Quando não, não tem dúvida em dizer que o fato que mais marcou sua vida foi o nascimento dos filhos. Faz o que for necessário para vê-los plenos. “Quando Caio completou três meses de vida, conheci um fisioterapeuta que disse que o médico se precipitou, que não poderia prever como seria o desenvolvimento dele. Na época do nascimento, fiquei muito assustada, desorientada. Eram muitas perguntas sem respostas. As respostas vieram com o tempo.”

O que sente, Maria fala. De maneira tão articulada que é difícil perceber os problemas com a fala decorrentes da deficiência auditiva.
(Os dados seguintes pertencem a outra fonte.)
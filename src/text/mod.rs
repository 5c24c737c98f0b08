//! Text module: styled text produced by the template parser.
//!
//! This module contains:
//! - [`RichText`]: text plus out-of-band style ranges
//! - [`Rgb`], [`Modifiers`], [`Span`], [`Style`]: style primitives
//! - [`ansi`]: SGR encoding of finished lines

pub mod ansi;
mod rich;
mod style;

pub use rich::{RichText, StyledRange};
pub use style::{Modifiers, Rgb, Span, Style};
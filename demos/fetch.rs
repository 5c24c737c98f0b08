//! Fetch demo: render live system information beside an ascii art logo.
//!
//! ```text
//! cargo run --example fetch -- [--logo-only] [ART_FILE] [config.key=value ...]
//! ```
//!
//! Set `RUST_LOG=tagfetch=debug` to see what each render does.

use std::io::Write;
use tagfetch::{render, Config, SystemProviders, TerminalOutput};

const DEFAULT_ART: &str = "\
${auto}       .--.
${auto}      |o_o |
${auto}      |:_/ |
${auto}     //   \\\\ \\\\
${auto}    (|     | )
${auto}   /'\\\\_   _/`\\\\
${auto}   \\\\___)=(___/";

fn main() -> Result<(), Box<dyn std::error::Error>> {
    tracing_subscriber::fmt()
        .with_env_filter(
            tracing_subscriber::EnvFilter::try_from_default_env()
                .unwrap_or_else(|_| "tagfetch=warn".into()),
        )
        .with_writer(std::io::stderr)
        .init();

    let mut config = Config::default();
    let mut art = None;
    for arg in std::env::args().skip(1) {
        if arg == "--logo-only" {
            config.print_logo_only = true;
        } else if arg.contains('=') {
            config.apply_override(&arg)?;
        } else {
            art = Some(std::fs::read_to_string(&arg)?);
        }
    }

    let mut providers = SystemProviders::new();
    let output = render(
        &config,
        &mut providers,
        art.as_deref().unwrap_or(DEFAULT_ART),
    )?;

    for diagnostic in &output.diagnostics {
        eprintln!("warning: {diagnostic}");
    }

    let mut terminal = TerminalOutput::for_stdout();
    terminal.write_render(&output);
    let mut stdout = std::io::stdout().lock();
    terminal.flush_to(&mut stdout)?;
    stdout.flush()?;

    Ok(())
}
//! Color tag resolution.
//!
//! Resolution order for the token inside `${...}`:
//! 1. user aliases
//! 2. `auto` / `autoN`, the Nth color discovered in the ascii art
//! 3. `0` / `1` hard resets
//! 4. palette names
//! 5. hex literals with modifier prefixes (`b!u#ff0000`)
//! 6. raw ANSI escapes (`\e[1;31m`, `\e[38;2;r;g;bm`)

use super::context::RenderContext;
use crate::config::{Config, PaletteConfig};
use crate::error::{Diagnostic, Error, Result};
use crate::text::{Modifiers, Rgb, Span};

/// Seeded into an empty auto-color list so `${auto}` always resolves.
pub(crate) const AUTO_COLOR_SEED: &str = "1";

/// What a color token does to the style stack.
#[derive(Debug, Clone, PartialEq, Eq)]
pub(crate) enum ColorAction {
    /// Close every open style, optionally reopening bold.
    Reset {
        /// `${1}` keeps bold on.
        bold: bool,
    },
    /// Open these styles.
    Apply(Vec<Span>),
}

/// A resolved token.
#[derive(Debug, Clone, PartialEq, Eq)]
pub(crate) struct ResolvedColor {
    /// The token after alias and auto substitution; what the auto list records.
    pub(crate) token: String,
    pub(crate) action: ColorAction,
}

/// Resolve a color token. `Ok(None)` means the token is not a color.
pub(crate) fn resolve_color(
    token: &str,
    config: &Config,
    auto_colors: &mut Vec<String>,
) -> Result<Option<ResolvedColor>> {
    let mut token = config.alias(token).unwrap_or(token).to_owned();

    if let Some(suffix) = token.strip_prefix("auto") {
        let index = suffix
            .parse::<usize>()
            .map_or(0, |n| n.saturating_sub(1));
        if auto_colors.is_empty() {
            auto_colors.push(AUTO_COLOR_SEED.to_owned());
        }
        let index = if index < auto_colors.len() { index } else { 0 };
        token = auto_colors[index].clone();
    }

    let action = match token.as_str() {
        "0" | "\\e[0m" | "\x1b[0m" => Some(ColorAction::Reset { bold: false }),
        "1" => Some(ColorAction::Reset { bold: true }),
        name => {
            let literal = config.palette.get(name).unwrap_or(name);
            parse_literal(literal, &config.palette)?.map(ColorAction::Apply)
        }
    };
    Ok(action.map(|action| ResolvedColor { token, action }))
}

/// Resolve a color tag and apply it to the context's style stack.
pub(crate) fn apply_color_tag(ctx: &mut RenderContext<'_>, token: &str) -> Result<()> {
    if ctx.styling_suppressed() {
        return Ok(());
    }
    let Some(resolved) = resolve_color(token, ctx.config, &mut ctx.auto_colors)? else {
        ctx.report(Diagnostic::unknown_color(token));
        return Ok(());
    };

    match resolved.action {
        ColorAction::Reset { bold } => {
            ctx.styles.clear();
            if bold {
                ctx.styles.open(Span::Emphasis(Modifiers::BOLD));
            }
        }
        ColorAction::Apply(spans) => {
            for span in spans {
                ctx.styles.open(span);
            }
            if !ctx.parsing_layout && !ctx.auto_colors.contains(&resolved.token) {
                tracing::trace!(color = %resolved.token, "new auto color");
                ctx.auto_colors.push(resolved.token);
            }
        }
    }
    ctx.first_color_seen = true;
    Ok(())
}

/// Parse a hex literal or an ANSI escape.
fn parse_literal(literal: &str, palette: &PaletteConfig) -> Result<Option<Vec<Span>>> {
    if let Some(hash) = literal.rfind('#') {
        return Ok(parse_hex_color(&literal[..hash], &literal[hash + 1..]));
    }
    let escape = literal
        .strip_prefix("\\e[")
        .or_else(|| literal.strip_prefix("\x1b["));
    match escape {
        Some(sequence) => parse_ansi_color(sequence, palette).map(Some),
        None => Ok(None),
    }
}

/// `[modifiers]#rrggbb`. Modifiers: `b` background, `!` bold, `u` underline,
/// `i` italic, `s` strikethrough, `l` blink. Unknown letters are skipped
/// along with a parenthesized argument, if any.
fn parse_hex_color(modifiers: &str, digits: &str) -> Option<Vec<Span>> {
    let color = Rgb::parse_hex(digits)?;
    let mut background = false;
    let mut emphasis = Modifiers::empty();

    let mut chars = modifiers.chars().peekable();
    while let Some(c) = chars.next() {
        match c {
            'b' => background = true,
            '!' => emphasis |= Modifiers::BOLD,
            'u' => emphasis |= Modifiers::UNDERLINE,
            'i' => emphasis |= Modifiers::ITALIC,
            's' => emphasis |= Modifiers::STRIKETHROUGH,
            'l' => emphasis |= Modifiers::BLINK,
            _ => {
                if chars.peek() == Some(&'(') {
                    chars.by_ref().take_while(|&c| c != ')').for_each(drop);
                }
            }
        }
    }

    let mut spans = Vec::with_capacity(2);
    spans.push(if background {
        Span::Background(color)
    } else {
        Span::Foreground(color)
    });
    if !emphasis.is_empty() {
        spans.push(Span::Emphasis(emphasis));
    }
    Some(spans)
}

/// Decode an SGR sequence (without the leading `ESC[`).
fn parse_ansi_color(sequence: &str, palette: &PaletteConfig) -> Result<Vec<Span>> {
    let raw = || format!("\\e[{sequence}");
    let Some(body) = sequence.strip_suffix('m') else {
        return Err(Error::malformed_ansi(raw(), "missing the terminating 'm'"));
    };

    if body.starts_with("38;5;") || body.starts_with("48;5;") {
        return Err(Error::UnsupportedAnsi256(raw()));
    }
    if let Some(rgb) = body.strip_prefix("38;2;") {
        return Ok(vec![Span::Foreground(parse_ansi_rgb(rgb, &raw)?)]);
    }
    if let Some(rgb) = body.strip_prefix("48;2;") {
        return Ok(vec![Span::Background(parse_ansi_rgb(rgb, &raw)?)]);
    }

    let mut spans = Vec::new();
    let code = if let Some(rest) = body.strip_prefix("1;") {
        spans.push(Span::Emphasis(Modifiers::BOLD));
        rest
    } else {
        body.strip_prefix("0;").unwrap_or(body)
    };
    let n: u8 = code
        .parse()
        .map_err(|_| Error::malformed_ansi(raw(), "expected a color code number"))?;
    if n == 1 {
        spans.push(Span::Emphasis(Modifiers::BOLD));
        return Ok(spans);
    }

    let base = palette
        .by_index(usize::from(n % 10))
        .and_then(|token| Rgb::parse_hex(&token[token.rfind('#')? + 1..]));
    let Some(base) = base else {
        return Ok(spans);
    };
    let light = base.blend(Rgb::WHITE, 0.5);
    match n {
        30..=37 => spans.push(Span::Foreground(base)),
        40..=47 => spans.push(Span::Background(base)),
        90..=97 => spans.push(Span::Foreground(light)),
        100..=107 => spans.push(Span::Background(light)),
        _ => {}
    }
    Ok(spans)
}

/// `r;g;b` of a 24-bit sequence.
fn parse_ansi_rgb(rgb: &str, raw: &dyn Fn() -> String) -> Result<Rgb> {
    let parts: Vec<&str> = rgb.split(';').collect();
    let [r, g, b] = parts.as_slice() else {
        return Err(Error::malformed_ansi(
            raw(),
            "an rgb escape needs three values, e.g. \\e[38;2;255;255;255m",
        ));
    };
    let channel = |s: &str| {
        s.parse::<u8>()
            .map_err(|_| Error::malformed_ansi(raw(), "rgb values must be 0-255"))
    };
    Ok(Rgb::new(channel(*r)?, channel(*g)?, channel(*b)?))
}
A vida dela é a prova de que “dor não é amargura.” Mãe de três, inaugurou linhagens. Sonha fundar reinos. “Tenho fôlego para lutar por meus ideais.” No horizonte, estão a carteira de habilitação e curso técnico na área de engenharia civil. Atualmente, tenta completar a formação do ensino fundamental no programa de Educação de Jovens e Adultos (EJA). “O sonho do meu pai era ter um filho homem para exercer a profissão dele. Não a parte pesada. Ele queria que o filho pudesse projetar, planejar as casas. Como ele não tinha como pagar um ajudante e não teve filhos homens, era eu que fazia essa tarefa. O ajudava a virar massa. Fazer esse curso técnico é realizar sonho de muitos anos.”
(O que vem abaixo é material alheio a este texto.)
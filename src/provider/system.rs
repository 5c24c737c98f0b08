//! `SystemProviders`: live metrics from `sysinfo` and the process environment.
//!
//! Every lookup is cached until `clear_cache`, so a render that references a
//! field many times reads the system once.

use super::{
    BatteryInfo, CpuInfo, DiskInfo, GpuInfo, GtkThemeInfo, HostInfo, MemoryInfo, OsInfo,
    Providers, ThemeInfo, UserInfo,
};
use crate::config::DiskVolumeTypes;
use std::env;
use std::path::Path;
use sysinfo::{Components, Disks, System};

/// Mount points that are not interesting to a person looking at disk usage.
const HIDDEN_MOUNT_PREFIXES: [&str; 7] = ["/boot", "/efi", "/snap", "/run", "/sys", "/proc", "/dev"];

/// Providers backed by the running system.
///
/// GPUs and batteries are not read: lines using them are dropped. Hosts
/// that need them can wrap this type and answer those two queries.
pub struct SystemProviders {
    system: System,
    os: Option<OsInfo>,
    host: Option<HostInfo>,
    user: Option<UserInfo>,
    cpu: Option<CpuInfo>,
    ram: Option<MemoryInfo>,
    swap: Option<MemoryInfo>,
    volumes: Option<Vec<DiskInfo>>,
}

impl SystemProviders {
    /// Create providers with nothing read yet.
    pub fn new() -> Self {
        Self {
            system: System::new(),
            os: None,
            host: None,
            user: None,
            cpu: None,
            ram: None,
            swap: None,
            volumes: None,
        }
    }

    fn read_os() -> OsInfo {
        OsInfo {
            name: System::name().unwrap_or_default(),
            name_id: System::distribution_id(),
            version_id: System::os_version(),
            version_codename: None,
            kernel_name: env::consts::OS.to_owned(),
            kernel_version: System::kernel_version().unwrap_or_default(),
            hostname: System::host_name().unwrap_or_default(),
            uptime_secs: System::uptime(),
            packages: None,
            initsys_name: None,
            initsys_version: None,
        }
    }

    fn read_host() -> HostInfo {
        let read = |name: &str| {
            std::fs::read_to_string(Path::new("/sys/devices/virtual/dmi/id").join(name))
                .map(|s| s.trim().to_owned())
                .unwrap_or_default()
        };
        HostInfo {
            vendor: read("board_vendor"),
            name: read("product_name"),
            version: read("product_version"),
            arch: System::cpu_arch().unwrap_or_else(|| env::consts::ARCH.to_owned()),
        }
    }

    fn read_user() -> UserInfo {
        let var = |name: &str| env::var(name).ok().filter(|v| !v.is_empty());
        let shell_path = var("SHELL");
        let shell_name = shell_path.as_deref().and_then(|path| {
            Path::new(path)
                .file_name()
                .map(|name| name.to_string_lossy().into_owned())
        });
        UserInfo {
            name: var("USER").or_else(|| var("USERNAME")).unwrap_or_default(),
            shell_path,
            shell_name,
            shell_version: None,
            de_name: var("XDG_CURRENT_DESKTOP"),
            de_version: None,
            wm_name: None,
            wm_version: None,
            terminal_name: var("TERM_PROGRAM").or_else(|| var("TERM")),
            terminal_version: var("TERM_PROGRAM_VERSION"),
        }
    }

    #[allow(clippy::cast_precision_loss)]
    fn read_cpu(&mut self) -> CpuInfo {
        self.system.refresh_cpu();
        let cpus = self.system.cpus();
        let mhz: Vec<u64> = cpus.iter().map(sysinfo::Cpu::frequency).collect();
        let ghz = |value: Option<&u64>| value.map_or(0.0, |mhz| *mhz as f64 / 1000.0);

        let components = Components::new_with_refreshed_list();
        let temp_celsius = components
            .list()
            .iter()
            .find(|c| {
                let label = c.label().to_lowercase();
                label.contains("package") || label.contains("tctl") || label.contains("cpu")
            })
            .map(|c| f64::from(c.temperature()));

        CpuInfo {
            name: cpus.first().map(|c| c.brand().trim().to_owned()).unwrap_or_default(),
            nproc: cpus.len() as u64,
            freq_cur: ghz(mhz.first()),
            freq_max: ghz(mhz.iter().max()),
            freq_min: ghz(mhz.iter().min()),
            freq_bios_limit: 0.0,
            temp_celsius,
        }
    }

    fn read_volumes() -> Vec<DiskInfo> {
        let disks = Disks::new_with_refreshed_list();
        disks
            .list()
            .iter()
            .map(|disk| {
                let mountdir = disk.mount_point().to_string_lossy().into_owned();
                let total = disk.total_space();
                let free = disk.available_space();
                let types = if HIDDEN_MOUNT_PREFIXES
                    .iter()
                    .any(|prefix| mountdir.starts_with(prefix))
                {
                    DiskVolumeTypes::HIDDEN
                } else if disk.is_removable() {
                    DiskVolumeTypes::EXTERNAL
                } else {
                    DiskVolumeTypes::REGULAR
                };
                DiskInfo {
                    device: disk.name().to_string_lossy().into_owned(),
                    fs_type: disk.file_system().to_string_lossy().into_owned(),
                    mountdir,
                    total,
                    free,
                    used: total.saturating_sub(free),
                    types,
                }
            })
            .collect()
    }
}

impl Default for SystemProviders {
    fn default() -> Self {
        Self::new()
    }
}

impl Providers for SystemProviders {
    fn os(&mut self) -> OsInfo {
        self.os.get_or_insert_with(Self::read_os).clone()
    }

    fn host(&mut self) -> HostInfo {
        self.host.get_or_insert_with(Self::read_host).clone()
    }

    fn user(&mut self) -> UserInfo {
        self.user.get_or_insert_with(Self::read_user).clone()
    }

    fn cpu(&mut self) -> CpuInfo {
        if let Some(cpu) = &self.cpu {
            return cpu.clone();
        }
        let cpu = self.read_cpu();
        self.cpu = Some(cpu.clone());
        cpu
    }

    /// Not implemented, always `None`.
    fn gpu(&mut self, _index: u16) -> Option<GpuInfo> {
        None
    }

    fn ram(&mut self) -> MemoryInfo {
        if let Some(ram) = self.ram {
            return ram;
        }
        self.system.refresh_memory();
        let ram = MemoryInfo {
            total: self.system.total_memory(),
            used: self.system.used_memory(),
            free: self.system.available_memory(),
        };
        self.ram = Some(ram);
        ram
    }

    fn swap(&mut self) -> MemoryInfo {
        if let Some(swap) = self.swap {
            return swap;
        }
        self.system.refresh_memory();
        let swap = MemoryInfo {
            total: self.system.total_swap(),
            used: self.system.used_swap(),
            free: self.system.free_swap(),
        };
        self.swap = Some(swap);
        swap
    }

    fn disk(&mut self, path: &str) -> Option<DiskInfo> {
        self.volumes().into_iter().find(|d| d.mountdir == path)
    }

    fn volumes(&mut self) -> Vec<DiskInfo> {
        self.volumes.get_or_insert_with(Self::read_volumes).clone()
    }

    /// Not implemented, always `None`.
    fn battery(&mut self) -> Option<BatteryInfo> {
        None
    }

    fn theme(&mut self) -> ThemeInfo {
        let var = |name: &str| env::var(name).ok().filter(|v| !v.is_empty());
        ThemeInfo {
            cursor: var("XCURSOR_THEME"),
            cursor_size: var("XCURSOR_SIZE"),
        }
    }

    fn gtk_theme(&mut self, _version: u8) -> GtkThemeInfo {
        GtkThemeInfo {
            name: env::var("GTK_THEME").ok().filter(|v| !v.is_empty()),
            icons: None,
            font: None,
        }
    }

    fn clear_cache(&mut self) {
        self.os = None;
        self.host = None;
        self.user = None;
        self.cpu = None;
        self.ram = None;
        self.swap = None;
        self.volumes = None;
    }
}

#[cfg(test)]
mod tests {
    use super::*;

    #[test]
    fn test_gpu_and_battery_unavailable() {
        let mut providers = SystemProviders::new();
        assert!(providers.gpu(0).is_none());
        assert!(providers.battery().is_none());
    }
}
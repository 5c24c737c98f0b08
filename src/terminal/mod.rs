//! Terminal module: writing finished renders.
//!
//! This module contains:
//! - [`TerminalOutput`]: buffered single-write output with TTY detection

mod output;

pub use output::TerminalOutput;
Não foi o Rio de Janeiro declamado por Adélia, mas foi para São Paulo sem conhecer ninguém, sem ter onde ficar para tentar uma cirurgia para que Caio pudesse andar. “Levei quatro malas. Duas grandes e duas pequenas. Numa delas, levei panela, batatinha e macarrão. Não sabia o que encontraria. Peguei chuva, passei fome e frio com ele na rua”, recorda. Foi com dinheiro contado para ir, ficar no máximo três dias e voltar. Foram 35 na terra da garoa. Tempos difíceis que ela enfrentou para conseguir o tratamento do filho. Bateu de porta em porta para conseguir faxina – uma forma de se sustentar nesse meio-tempo. Conseguiu muito mais. Fez “quitandas” que caíram no gosto de muita gente. Com o dinheiro da venda, conseguiu se manter.
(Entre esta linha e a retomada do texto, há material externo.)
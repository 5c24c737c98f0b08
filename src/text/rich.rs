//! `RichText`: a text buffer with out-of-band style ranges.
//!
//! Styles never live inside the text itself, so the visible text of a
//! `RichText` is always exactly what gets measured for alignment.
//!
//! Range offsets are counted in `char`s, not bytes.

use super::style::{Span, Style};
use std::fmt;
use unicode_segmentation::UnicodeSegmentation;
use unicode_width::UnicodeWidthStr;

/// A span applied over `start..end` (char offsets, end exclusive).
#[derive(Debug, Clone, Copy, PartialEq, Eq)]
pub struct StyledRange {
    /// The style annotation.
    pub span: Span,
    /// First styled char.
    pub start: usize,
    /// One past the last styled char.
    pub end: usize,
}

/// Growable styled text.
#[derive(Clone, Default, PartialEq, Eq)]
pub struct RichText {
    text: String,
    /// Cached char count of `text`.
    chars: usize,
    /// Ordered by application; later ranges win on conflicts.
    ranges: Vec<StyledRange>,
}

impl RichText {
    /// Create an empty buffer.
    pub const fn new() -> Self {
        Self {
            text: String::new(),
            chars: 0,
            ranges: Vec::new(),
        }
    }

    /// Create an unstyled buffer holding `text`.
    pub fn plain(text: impl Into<String>) -> Self {
        let text = text.into();
        let chars = text.chars().count();
        Self {
            text,
            chars,
            ranges: Vec::new(),
        }
    }

    /// The visible text.
    #[inline]
    pub fn as_str(&self) -> &str {
        &self.text
    }

    /// Length in chars.
    #[inline]
    pub const fn len(&self) -> usize {
        self.chars
    }

    /// Check if the buffer holds no text.
    #[inline]
    pub const fn is_empty(&self) -> bool {
        self.chars == 0
    }

    /// Terminal column width of the visible text.
    pub fn width(&self) -> usize {
        UnicodeWidthStr::width(self.text.as_str())
    }

    /// Number of user-perceived characters.
    pub fn glyph_count(&self) -> usize {
        self.text.graphemes(true).count()
    }

    /// Style ranges in application order.
    #[inline]
    pub fn ranges(&self) -> &[StyledRange] {
        &self.ranges
    }

    /// True if any style range is attached.
    #[inline]
    pub fn is_styled(&self) -> bool {
        !self.ranges.is_empty()
    }

    /// Check whether the visible text contains `needle`.
    #[inline]
    pub fn contains(&self, needle: &str) -> bool {
        self.text.contains(needle)
    }

    /// Append one unstyled char.
    pub fn push(&mut self, c: char) {
        self.text.push(c);
        self.chars += 1;
    }

    /// Append unstyled text.
    pub fn push_str(&mut self, s: &str) {
        self.text.push_str(s);
        self.chars += s.chars().count();
    }

    /// Append another buffer, carrying its ranges along.
    pub fn append(&mut self, other: &Self) {
        let offset = self.chars;
        self.text.push_str(&other.text);
        self.chars += other.chars;
        self.ranges.extend(other.ranges.iter().map(|r| StyledRange {
            span: r.span,
            start: r.start + offset,
            end: r.end + offset,
        }));
    }

    /// Insert unstyled text at char offset `at` (clamped to the length).
    ///
    /// Ranges that start at or after `at` move right; ranges that strictly
    /// contain `at` grow to cover the insertion.
    pub fn insert_str(&mut self, at: usize, s: &str) {
        let at = at.min(self.chars);
        let count = s.chars().count();
        if count == 0 {
            return;
        }
        let byte = self.byte_offset(at);
        self.text.insert_str(byte, s);
        self.chars += count;
        for range in &mut self.ranges {
            if range.start >= at {
                range.start += count;
                range.end += count;
            } else if range.end > at {
                range.end += count;
            }
        }
    }

    /// Insert another buffer at char offset `at`, carrying its ranges along.
    pub fn insert(&mut self, at: usize, other: &Self) {
        let at = at.min(self.chars);
        self.insert_str(at, &other.text);
        self.ranges.extend(other.ranges.iter().map(|r| StyledRange {
            span: r.span,
            start: r.start + at,
            end: r.end + at,
        }));
    }

    /// Lay `other`'s ranges over this buffer starting at char offset `at`,
    /// on top of every existing range. The text is left alone.
    pub fn layer_ranges(&mut self, at: usize, other: &Self) {
        let len = self.chars;
        self.ranges.extend(other.ranges.iter().filter_map(|r| {
            let start = r.start + at;
            let end = (r.end + at).min(len);
            (start < end).then_some(StyledRange {
                span: r.span,
                start,
                end,
            })
        }));
    }

    /// Apply `span` over `start..end`.
    ///
    /// A range with the same span and start is updated in place, so
    /// re-applying an open style after every append keeps a single range.
    pub fn set_span(&mut self, span: Span, start: usize, end: usize) {
        let end = end.min(self.chars);
        if start >= end {
            return;
        }
        if let Some(range) = self
            .ranges
            .iter_mut()
            .find(|r| r.span == span && r.start == start)
        {
            range.end = end;
        } else {
            self.ranges.push(StyledRange { span, start, end });
        }
    }

    /// The combined style at char offset `index`.
    pub fn style_at(&self, index: usize) -> Style {
        let mut style = Style::PLAIN;
        for range in &self.ranges {
            if range.start <= index && index < range.end {
                style.apply(range.span);
            }
        }
        style
    }

    /// Split the text into maximal runs sharing one style.
    pub fn runs(&self) -> Vec<(Style, &str)> {
        let mut runs: Vec<(Style, &str)> = Vec::new();
        let mut run_style = Style::PLAIN;
        let mut run_start = 0;

        for (index, (byte, _)) in self.text.char_indices().enumerate() {
            let style = self.style_at(index);
            if index == 0 {
                run_style = style;
            } else if style != run_style {
                runs.push((run_style, &self.text[run_start..byte]));
                run_style = style;
                run_start = byte;
            }
        }
        if run_start < self.text.len() {
            runs.push((run_style, &self.text[run_start..]));
        }
        runs
    }

    fn byte_offset(&self, char_index: usize) -> usize {
        self.text
            .char_indices()
            .nth(char_index)
            .map_or(self.text.len(), |(byte, _)| byte)
    }
}

impl From<&str> for RichText {
    fn from(s: &str) -> Self {
        Self::plain(s)
    }
}

impl From<String> for RichText {
    fn from(s: String) -> Self {
        Self::plain(s)
    }
}

impl fmt::Display for RichText {
    fn fmt(&self, f: &mut fmt::Formatter<'_>) -> fmt::Result {
        f.write_str(&self.text)
    }
}

impl fmt::Debug for RichText {
    fn fmt(&self, f: &mut fmt::Formatter<'_>) -> fmt::Result {
        f.debug_struct("RichText")
            .field("text", &self.text)
            .field("ranges", &self.ranges)
            .finish()
    }
}

#[cfg(test)]
mod tests {
    use super::*;
    use crate::text::{Modifiers, Rgb};

    const RED: Span = Span::Foreground(Rgb::new(255, 0, 0));
    const BOLD: Span = Span::Emphasis(Modifiers::BOLD);

    #[test]
    fn test_len_counts_chars_not_bytes() {
        let text = RichText::plain("héllo");
        assert_eq!(text.len(), 5);
        assert_eq!(text.as_str().len(), 6);
    }

    #[test]
    fn test_width_and_glyphs() {
        let text = RichText::plain("日本e\u{301}");
        assert_eq!(text.width(), 5);
        assert_eq!(text.glyph_count(), 3);
    }

    #[test]
    fn test_set_span_merges_same_start() {
        let mut text = RichText::plain("ab");
        text.set_span(RED, 0, 1);
        text.push('c');
        text.set_span(RED, 0, 3);

        assert_eq!(
            text.ranges(),
            &[StyledRange {
                span: RED,
                start: 0,
                end: 3
            }]
        );
    }

    #[test]
    fn test_set_span_ignores_empty_range() {
        let mut text = RichText::plain("ab");
        text.set_span(RED, 2, 2);
        text.set_span(RED, 1, 9);
        assert_eq!(text.ranges().len(), 1);
        assert_eq!(text.ranges()[0].end, 2);
    }

    #[test]
    fn test_append_shifts_ranges() {
        let mut left = RichText::plain("ab");
        let mut right = RichText::plain("cd");
        right.set_span(BOLD, 0, 2);
        left.append(&right);

        assert_eq!(left.as_str(), "abcd");
        assert_eq!(left.ranges()[0].start, 2);
        assert_eq!(left.ranges()[0].end, 4);
    }

    #[test]
    fn test_insert_str_moves_and_grows() {
        let mut text = RichText::plain("abcdef");
        text.set_span(RED, 2, 4);
        text.set_span(BOLD, 0, 6);
        text.insert_str(0, "  ");

        assert_eq!(text.as_str(), "  abcdef");
        assert_eq!((text.ranges()[0].start, text.ranges()[0].end), (4, 6));
        assert_eq!((text.ranges()[1].start, text.ranges()[1].end), (2, 8));

        text.insert_str(5, "X");
        assert_eq!(text.as_str(), "  abcXdef");
        assert_eq!((text.ranges()[0].start, text.ranges()[0].end), (4, 7));
    }

    #[test]
    fn test_insert_rich_at_offset() {
        let mut line = RichText::plain("   info");
        let mut art = RichText::plain("##");
        art.set_span(RED, 0, 2);
        line.insert(1, &art);

        assert_eq!(line.as_str(), " ##  info");
        assert_eq!(line.style_at(1).fg, Some(Rgb::new(255, 0, 0)));
        assert_eq!(line.style_at(3).fg, None);
    }

    #[test]
    fn test_layer_ranges_wins_over_existing() {
        let green = Span::Foreground(Rgb::new(0, 255, 0));
        let mut inner = RichText::plain("ok");
        inner.set_span(green, 0, 2);

        let mut outer = RichText::plain("> ok");
        outer.set_span(RED, 0, 4);
        outer.layer_ranges(2, &inner);

        assert_eq!(outer.style_at(0).fg, Some(Rgb::new(255, 0, 0)));
        assert_eq!(outer.style_at(3).fg, Some(Rgb::new(0, 255, 0)));
    }

    #[test]
    fn test_runs_split_on_style_change() {
        let mut text = RichText::plain("aabbcc");
        text.set_span(RED, 2, 4);
        let runs = text.runs();

        assert_eq!(runs.len(), 3);
        assert_eq!(runs[0].1, "aa");
        assert_eq!(runs[1].1, "bb");
        assert_eq!(runs[1].0.fg, Some(Rgb::new(255, 0, 0)));
        assert!(runs[2].0.is_plain());
    }

    #[test]
    fn test_runs_empty_text() {
        assert!(RichText::new().runs().is_empty());
    }
}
Se, como disse a poeta, a tristeza da mulher não tem pedigree, a vontade de alegria de Maria tem raiz na família, nos pais, que foram seu esteio. Com a mãe, aprendeu a preparar “quitandas”. Acorda às 5h. Cuida da casa, leva os filhos para a escola e segue para a autoescola. À tarde, enfrenta o desafio do transporte público para levar os filhos para a reabilitação. Faz roscas de abóbora e mandioca para vender. No hospital, é reconhecida por todos e tem muitos clientes que propagandeiam a qualidade dos quitutes. Recebeu a reportagem na AMR, onde passa a metade do dia com os filhos e também o local onde pode se reinventar. Maria prova que “ser coxo na vida é maldição pra homem”. Ela é desdobrável.

Momentos

A história de Maria José foi escrita pelo Estado de Minas em três momentos: em abril de 2014, quando passava por um verdadeiro calvário para levar os dois filhos cadeirantes do Bairro Tancredo Neves, onde moram em Ribeirão das Neves, até a Associação Mineira de Reabilitação (AMR), no Bairro Mangabeiras, Região Centro-Sul de Belo Horizonte. Foi a personagem de 25 de dezembro daquele ano, pela história de luta e superação. Voltou a ser notícia em setembro de 2015, quando a Justiça sugeriu mudança no trajeto do ônibus para facilitar o acesso dela e das crianças à AMR.